##### Available records #####
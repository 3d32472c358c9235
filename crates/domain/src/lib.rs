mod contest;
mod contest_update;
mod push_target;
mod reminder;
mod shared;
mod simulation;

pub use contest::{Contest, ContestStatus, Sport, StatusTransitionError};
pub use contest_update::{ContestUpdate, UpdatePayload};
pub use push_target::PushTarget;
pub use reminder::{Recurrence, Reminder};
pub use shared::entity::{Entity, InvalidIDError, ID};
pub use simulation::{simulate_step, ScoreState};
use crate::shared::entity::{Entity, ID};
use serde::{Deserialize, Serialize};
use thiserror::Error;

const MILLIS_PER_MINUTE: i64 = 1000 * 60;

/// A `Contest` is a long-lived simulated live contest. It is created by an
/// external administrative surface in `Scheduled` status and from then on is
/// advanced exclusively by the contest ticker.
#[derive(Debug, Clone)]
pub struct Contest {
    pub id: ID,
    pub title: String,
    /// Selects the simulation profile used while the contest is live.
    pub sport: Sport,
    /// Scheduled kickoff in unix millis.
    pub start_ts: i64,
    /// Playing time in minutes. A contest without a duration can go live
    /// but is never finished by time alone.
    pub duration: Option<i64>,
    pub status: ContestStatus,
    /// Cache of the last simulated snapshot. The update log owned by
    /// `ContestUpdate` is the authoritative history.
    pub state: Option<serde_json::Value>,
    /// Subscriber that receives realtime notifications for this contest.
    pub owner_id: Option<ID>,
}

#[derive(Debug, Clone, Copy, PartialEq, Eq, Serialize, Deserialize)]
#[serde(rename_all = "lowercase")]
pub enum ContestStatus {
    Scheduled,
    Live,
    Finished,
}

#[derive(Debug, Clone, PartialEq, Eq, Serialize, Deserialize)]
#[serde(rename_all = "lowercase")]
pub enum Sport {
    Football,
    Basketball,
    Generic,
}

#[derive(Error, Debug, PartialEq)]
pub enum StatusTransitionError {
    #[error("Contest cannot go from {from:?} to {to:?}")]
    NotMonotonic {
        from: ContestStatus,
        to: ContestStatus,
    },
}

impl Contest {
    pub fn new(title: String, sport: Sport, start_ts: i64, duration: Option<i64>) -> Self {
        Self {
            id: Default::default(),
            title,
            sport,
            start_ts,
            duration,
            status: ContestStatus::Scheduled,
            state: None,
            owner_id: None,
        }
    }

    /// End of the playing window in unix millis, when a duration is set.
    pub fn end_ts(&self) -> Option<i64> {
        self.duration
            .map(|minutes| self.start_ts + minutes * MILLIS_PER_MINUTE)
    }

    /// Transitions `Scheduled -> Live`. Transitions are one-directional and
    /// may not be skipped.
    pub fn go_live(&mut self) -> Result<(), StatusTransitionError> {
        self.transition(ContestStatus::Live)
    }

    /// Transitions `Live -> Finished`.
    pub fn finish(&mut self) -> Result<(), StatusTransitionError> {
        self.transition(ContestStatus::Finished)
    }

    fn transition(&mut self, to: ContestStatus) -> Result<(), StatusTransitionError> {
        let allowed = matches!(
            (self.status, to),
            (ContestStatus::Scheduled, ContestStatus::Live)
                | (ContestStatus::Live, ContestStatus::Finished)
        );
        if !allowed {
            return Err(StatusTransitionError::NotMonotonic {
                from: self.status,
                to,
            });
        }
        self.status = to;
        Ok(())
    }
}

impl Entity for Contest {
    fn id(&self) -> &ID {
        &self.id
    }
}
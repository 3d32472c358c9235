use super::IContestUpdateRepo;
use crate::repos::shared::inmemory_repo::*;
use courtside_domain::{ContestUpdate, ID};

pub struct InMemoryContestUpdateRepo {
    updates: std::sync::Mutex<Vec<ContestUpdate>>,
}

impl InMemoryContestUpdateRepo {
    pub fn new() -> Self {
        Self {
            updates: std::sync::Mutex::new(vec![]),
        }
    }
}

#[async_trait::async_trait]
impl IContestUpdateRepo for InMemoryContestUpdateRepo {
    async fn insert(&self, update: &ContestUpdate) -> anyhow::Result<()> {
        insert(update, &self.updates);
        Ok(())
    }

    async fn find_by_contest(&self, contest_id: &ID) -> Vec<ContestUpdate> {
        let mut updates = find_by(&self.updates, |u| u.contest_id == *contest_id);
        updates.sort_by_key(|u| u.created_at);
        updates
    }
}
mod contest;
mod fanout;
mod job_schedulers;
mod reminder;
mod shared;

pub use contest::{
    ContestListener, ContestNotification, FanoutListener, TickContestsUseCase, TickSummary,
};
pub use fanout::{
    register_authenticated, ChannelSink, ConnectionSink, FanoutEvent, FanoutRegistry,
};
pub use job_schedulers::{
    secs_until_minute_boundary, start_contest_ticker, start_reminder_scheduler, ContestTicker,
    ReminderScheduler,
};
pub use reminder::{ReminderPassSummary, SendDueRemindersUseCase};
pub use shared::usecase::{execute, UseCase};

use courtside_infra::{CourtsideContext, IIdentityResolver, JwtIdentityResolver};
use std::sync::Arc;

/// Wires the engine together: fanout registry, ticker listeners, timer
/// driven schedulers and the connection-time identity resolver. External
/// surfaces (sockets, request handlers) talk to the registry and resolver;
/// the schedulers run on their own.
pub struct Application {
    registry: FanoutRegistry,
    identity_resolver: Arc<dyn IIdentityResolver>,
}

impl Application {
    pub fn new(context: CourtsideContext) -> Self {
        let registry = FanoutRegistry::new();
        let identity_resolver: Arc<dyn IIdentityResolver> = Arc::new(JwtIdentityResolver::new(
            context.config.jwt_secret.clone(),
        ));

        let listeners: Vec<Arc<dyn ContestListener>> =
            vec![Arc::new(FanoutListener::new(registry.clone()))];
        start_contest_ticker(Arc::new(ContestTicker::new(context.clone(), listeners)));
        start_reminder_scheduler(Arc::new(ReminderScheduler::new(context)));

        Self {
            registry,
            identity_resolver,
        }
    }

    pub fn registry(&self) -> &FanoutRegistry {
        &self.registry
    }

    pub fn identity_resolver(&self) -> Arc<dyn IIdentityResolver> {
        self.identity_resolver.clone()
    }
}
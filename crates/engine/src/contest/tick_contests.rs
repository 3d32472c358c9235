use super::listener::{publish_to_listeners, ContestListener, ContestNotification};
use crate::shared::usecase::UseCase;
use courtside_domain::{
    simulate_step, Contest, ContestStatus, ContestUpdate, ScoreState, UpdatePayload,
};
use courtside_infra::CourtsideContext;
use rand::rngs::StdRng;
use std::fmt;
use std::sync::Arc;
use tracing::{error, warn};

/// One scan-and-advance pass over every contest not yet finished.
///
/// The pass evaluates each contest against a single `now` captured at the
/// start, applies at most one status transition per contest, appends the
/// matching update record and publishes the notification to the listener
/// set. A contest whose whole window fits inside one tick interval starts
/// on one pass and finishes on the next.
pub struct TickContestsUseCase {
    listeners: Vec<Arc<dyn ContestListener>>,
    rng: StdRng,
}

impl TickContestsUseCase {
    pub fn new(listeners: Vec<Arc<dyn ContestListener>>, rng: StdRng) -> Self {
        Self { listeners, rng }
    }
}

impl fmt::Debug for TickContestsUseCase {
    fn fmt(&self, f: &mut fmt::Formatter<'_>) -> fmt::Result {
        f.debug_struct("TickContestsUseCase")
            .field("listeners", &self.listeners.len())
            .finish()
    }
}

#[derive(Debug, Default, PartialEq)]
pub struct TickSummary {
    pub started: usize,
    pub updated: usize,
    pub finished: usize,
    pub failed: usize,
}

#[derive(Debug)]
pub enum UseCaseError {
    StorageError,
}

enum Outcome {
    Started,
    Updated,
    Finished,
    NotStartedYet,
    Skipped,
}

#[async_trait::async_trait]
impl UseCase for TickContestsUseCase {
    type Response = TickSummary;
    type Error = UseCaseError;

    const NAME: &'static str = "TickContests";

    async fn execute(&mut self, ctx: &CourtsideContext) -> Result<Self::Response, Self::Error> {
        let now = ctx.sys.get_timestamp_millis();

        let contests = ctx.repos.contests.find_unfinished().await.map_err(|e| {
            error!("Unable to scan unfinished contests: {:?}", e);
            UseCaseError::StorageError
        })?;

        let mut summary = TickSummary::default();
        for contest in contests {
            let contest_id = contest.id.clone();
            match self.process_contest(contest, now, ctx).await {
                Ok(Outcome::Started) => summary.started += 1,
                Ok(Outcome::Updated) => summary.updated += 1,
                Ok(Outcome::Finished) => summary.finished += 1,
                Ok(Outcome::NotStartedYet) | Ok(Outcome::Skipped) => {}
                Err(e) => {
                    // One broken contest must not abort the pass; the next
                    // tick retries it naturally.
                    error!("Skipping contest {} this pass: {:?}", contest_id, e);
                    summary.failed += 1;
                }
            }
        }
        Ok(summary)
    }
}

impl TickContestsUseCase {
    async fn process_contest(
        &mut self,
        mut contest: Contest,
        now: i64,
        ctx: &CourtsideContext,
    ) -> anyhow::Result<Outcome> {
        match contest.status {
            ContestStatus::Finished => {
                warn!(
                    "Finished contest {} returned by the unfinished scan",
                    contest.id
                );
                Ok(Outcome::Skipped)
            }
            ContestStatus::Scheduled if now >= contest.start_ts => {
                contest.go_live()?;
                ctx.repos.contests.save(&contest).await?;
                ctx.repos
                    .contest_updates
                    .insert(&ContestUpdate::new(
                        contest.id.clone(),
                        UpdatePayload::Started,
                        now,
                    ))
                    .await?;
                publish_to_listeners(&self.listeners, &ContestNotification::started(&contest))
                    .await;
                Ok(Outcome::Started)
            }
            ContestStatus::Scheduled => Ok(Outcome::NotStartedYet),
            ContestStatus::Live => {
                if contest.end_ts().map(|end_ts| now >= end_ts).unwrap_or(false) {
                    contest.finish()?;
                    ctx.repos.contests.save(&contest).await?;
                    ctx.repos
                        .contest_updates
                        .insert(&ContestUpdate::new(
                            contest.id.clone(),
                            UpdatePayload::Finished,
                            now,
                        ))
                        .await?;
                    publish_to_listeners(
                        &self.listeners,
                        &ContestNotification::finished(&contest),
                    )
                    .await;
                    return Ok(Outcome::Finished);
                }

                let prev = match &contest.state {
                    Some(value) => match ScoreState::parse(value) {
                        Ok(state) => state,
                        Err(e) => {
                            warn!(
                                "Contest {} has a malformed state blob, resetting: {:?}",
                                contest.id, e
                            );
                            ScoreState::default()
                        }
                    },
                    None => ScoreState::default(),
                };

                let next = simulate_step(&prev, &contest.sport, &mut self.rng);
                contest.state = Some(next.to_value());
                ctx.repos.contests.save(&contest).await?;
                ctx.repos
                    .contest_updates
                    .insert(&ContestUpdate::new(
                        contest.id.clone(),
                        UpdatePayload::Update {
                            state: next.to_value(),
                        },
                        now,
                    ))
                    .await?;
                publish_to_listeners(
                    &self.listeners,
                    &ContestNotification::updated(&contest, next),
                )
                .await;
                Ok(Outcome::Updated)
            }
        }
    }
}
#####
*Work request*:
When a line in the material above contains the word "scan", copy that line out.

*Answer for the task*:
/// One scan-and-advance pass over every contest not yet finished.
            error!("Unable to scan unfinished contests: {:?}", e);
                    "Finished contest {} returned by the unfinished scan",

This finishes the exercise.